"I have decided there is insufficient evidence to provide a realistic prospect of conviction against any individual for any offence in relation to this matter" said Carmen Dowd of the Crown Prosecution Service (CPS) after more than a million pounds had been spent in a high profile Metropolitan Police investigation lasting well beyond a year. The CPS, ready to pursue petty criminals and motorists any time, threw in the towel and decided that with the "Cash for Honours" probe, during which Labour Party fund raiser Lord Levy had been arrested and ex prime minister Blair interviewed, they had bitten off more than they could chew. Or maybe they only did their service for the country by replacing the lid on a can of worms which was getting bigger by the day.
It is doubtful that the CPS decision was a technical one relating to the strength of the evidence. Many people suspect that it was politically motivated. The police enquiries had been embarrassing for the Blair government, but corruption is not an exclusive New Labour prerogative. Dragging the scandal out in open court might have been a death blow to Britain's increasingly tarnished democracy in which voters are no longer bothered to go to the polls since the elected party, one or the other face of the same coin, usually only carries minority popular support and forces through a long string of unpopular measures and new inventive methods of taxation. The cash for honours issue was about big money and the corruptibility of politicians and business men alike.

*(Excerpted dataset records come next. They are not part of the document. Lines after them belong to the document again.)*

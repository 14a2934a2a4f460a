// Copyright (C) 2025 SyncMyOrders Sp. z o.o.
// SPDX-License-Identifier: AGPL-3.0-or-later
//! Instance Registry
//!
//! Joins the independently listed container and network inventories into
//! [`Instance`] values. Nothing is cached: every call reads the runtime.
//! Inconsistent inventories are reported as [`ConsistencyFault`]s and never
//! repaired here.

use std::collections::BTreeMap;
use std::sync::Arc;

use tracing::{debug, warn};

use crate::config::SQL_PORT;
use crate::error::{ConsistencyFault, Error, Result};
use crate::instance::Instance;
use crate::naming::{self, PREFIX};
use crate::runtime::{ContainerInfo, ContainerRuntime, NetworkInfo};

/// Read-only view over owned runtime resources.
#[derive(Clone)]
pub struct InstanceRegistry {
    runtime: Arc<dyn ContainerRuntime>,
}

impl InstanceRegistry {
    /// Create a registry over `runtime`.
    pub fn new(runtime: Arc<dyn ContainerRuntime>) -> Self {
        Self { runtime }
    }

    /// List every instance, sorted by name.
    ///
    /// Only running containers count; a stopped container whose network
    /// still exists shows up as an orphan network.
    pub async fn list(&self) -> Result<Vec<Instance>> {
        let containers = self.runtime.list_containers(false, PREFIX).await?;
        let networks = self.runtime.list_networks(PREFIX).await?;
        debug!(
            containers = containers.len(),
            networks = networks.len(),
            "Reconciling runtime inventory"
        );

        reconcile(containers, networks).inspect_err(|e| {
            warn!(error = %e, "Runtime inventory is inconsistent");
        })
    }

    /// Look up one instance by owned name.
    pub async fn get(&self, name: &str) -> Result<Instance> {
        self.list()
            .await?
            .into_iter()
            .find(|i| i.name == name)
            .ok_or_else(|| Error::NotFound(name.to_string()))
    }
}

struct PartialInstance {
    container_id: String,
    port: u16,
    network_id: Option<String>,
}

/// Join containers and networks by name into instances.
///
/// Resources without the naming prefix are ignored. The first fault in name
/// order is returned, so the outcome does not depend on listing order.
pub fn reconcile(containers: Vec<ContainerInfo>, networks: Vec<NetworkInfo>) -> Result<Vec<Instance>> {
    let mut partial: BTreeMap<String, PartialInstance> = BTreeMap::new();

    let mut owned_containers: Vec<ContainerInfo> = containers
        .into_iter()
        .filter(|c| naming::is_owned(&c.name))
        .collect();
    owned_containers.sort_by(|a, b| a.name.cmp(&b.name));

    for container in owned_containers {
        let Some(port) = container.host_port(SQL_PORT) else {
            return Err(ConsistencyFault::UnpublishedPort {
                name: container.name,
                container_id: container.id,
            }
            .into());
        };
        partial.insert(
            container.name,
            PartialInstance {
                container_id: container.id,
                port,
                network_id: None,
            },
        );
    }

    let mut owned_networks: Vec<NetworkInfo> = networks
        .into_iter()
        .filter(|n| naming::is_owned(&n.name))
        .collect();
    owned_networks.sort_by(|a, b| a.name.cmp(&b.name));

    for network in owned_networks {
        match partial.get_mut(&network.name) {
            Some(entry) => entry.network_id = Some(network.id),
            None => {
                return Err(ConsistencyFault::OrphanNetwork {
                    name: network.name,
                    network_id: network.id,
                }
                .into());
            }
        }
    }

    partial
        .into_iter()
        .map(|(name, entry)| match entry.network_id {
            Some(network_id) => Ok(Instance {
                name,
                container_id: entry.container_id,
                network_id,
                port: entry.port,
            }),
            None => Err(ConsistencyFault::UnconnectedInstance {
                name,
                container_id: entry.container_id,
            }
            .into()),
        })
        .collect()
}

#[cfg(test)]
mod tests {
    use super::*;

    fn container(name: &str, id: &str, port: Option<u16>) -> ContainerInfo {
        ContainerInfo {
            id: id.to_string(),
            name: name.to_string(),
            running: true,
            ports: port.map(|p| BTreeMap::from([(SQL_PORT, p)])).unwrap_or_default(),
            networks: Vec::new(),
        }
    }

    fn network(name: &str, id: &str) -> NetworkInfo {
        NetworkInfo {
            id: id.to_string(),
            name: name.to_string(),
        }
    }

    #[test]
    fn test_reconcile_joins_by_name_and_sorts() {
        let instances = reconcile(
            vec![
                container("netpart-b", "cb", Some(2)),
                container("netpart-a", "ca", Some(1)),
            ],
            vec![network("netpart-a", "na"), network("netpart-b", "nb")],
        )
        .unwrap();

        let names: Vec<&str> = instances.iter().map(|i| i.name.as_str()).collect();
        assert_eq!(names, vec!["netpart-a", "netpart-b"]);
        assert_eq!(instances[0].container_id, "ca");
        assert_eq!(instances[0].network_id, "na");
        assert_eq!(instances[0].port, 1);
    }

    #[test]
    fn test_reconcile_ignores_foreign_resources() {
        let instances = reconcile(
            vec![container("postgres", "x", Some(5)), container("netpart-a", "ca", Some(1))],
            vec![network("bridge", "b0"), network("netpart-a", "na"), network("mynetpart-a", "z")],
        )
        .unwrap();
        assert_eq!(instances.len(), 1);
    }

    #[test]
    fn test_reconcile_orphan_network() {
        let err = reconcile(vec![], vec![network("netpart-ghost", "ng")]).unwrap_err();
        match err {
            Error::Consistency(ConsistencyFault::OrphanNetwork { name, network_id }) => {
                assert_eq!(name, "netpart-ghost");
                assert_eq!(network_id, "ng");
            }
            other => panic!("expected orphan network, got {:?}", other),
        }
    }

    #[test]
    fn test_reconcile_unconnected_instance() {
        let err = reconcile(vec![container("netpart-a", "ca", Some(1))], vec![]).unwrap_err();
        assert!(matches!(
            err,
            Error::Consistency(ConsistencyFault::UnconnectedInstance { .. })
        ));
    }

    #[test]
    fn test_reconcile_unpublished_port() {
        let err = reconcile(
            vec![container("netpart-a", "ca", None)],
            vec![network("netpart-a", "na")],
        )
        .unwrap_err();
        assert!(matches!(
            err,
            Error::Consistency(ConsistencyFault::UnpublishedPort { .. })
        ));
    }

    #[test]
    fn test_reconcile_empty() {
        assert!(reconcile(vec![], vec![]).unwrap().is_empty());
    }
}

Liberal Party leader Sir Menzies Campbell was probably right when he said: "There still remain many questions of political responsibility. This whole affair has diminished politics and politicians in the eyes of the public." Withdrawing the charges and vindicating the loathed Blair administration has merely added cynicism to the way the British public views its politicians and "democratic" institutions. Few have any doubts that money exchanged hands for honours. After the Attorney general halted an enquiry into the BAE arms deal bribery scandal, this is the second occasion where probing into high level corruption has been prevented. The honourable gentlemen in the two houses of parliament will heave a sigh of relief: In Britain, it seems, they can still do their corruption honourably.
This item appears late on my blog because Google decided, without informing me by email, that my blog has been classified as a spam blog and will be removed within a week if I do not submit it for review. Is that political too? Is the fight against spam, annoying as it is, going to be the means of curtailing the internet freedom of embarrassing the powerful and showing up the compliant mainstream media?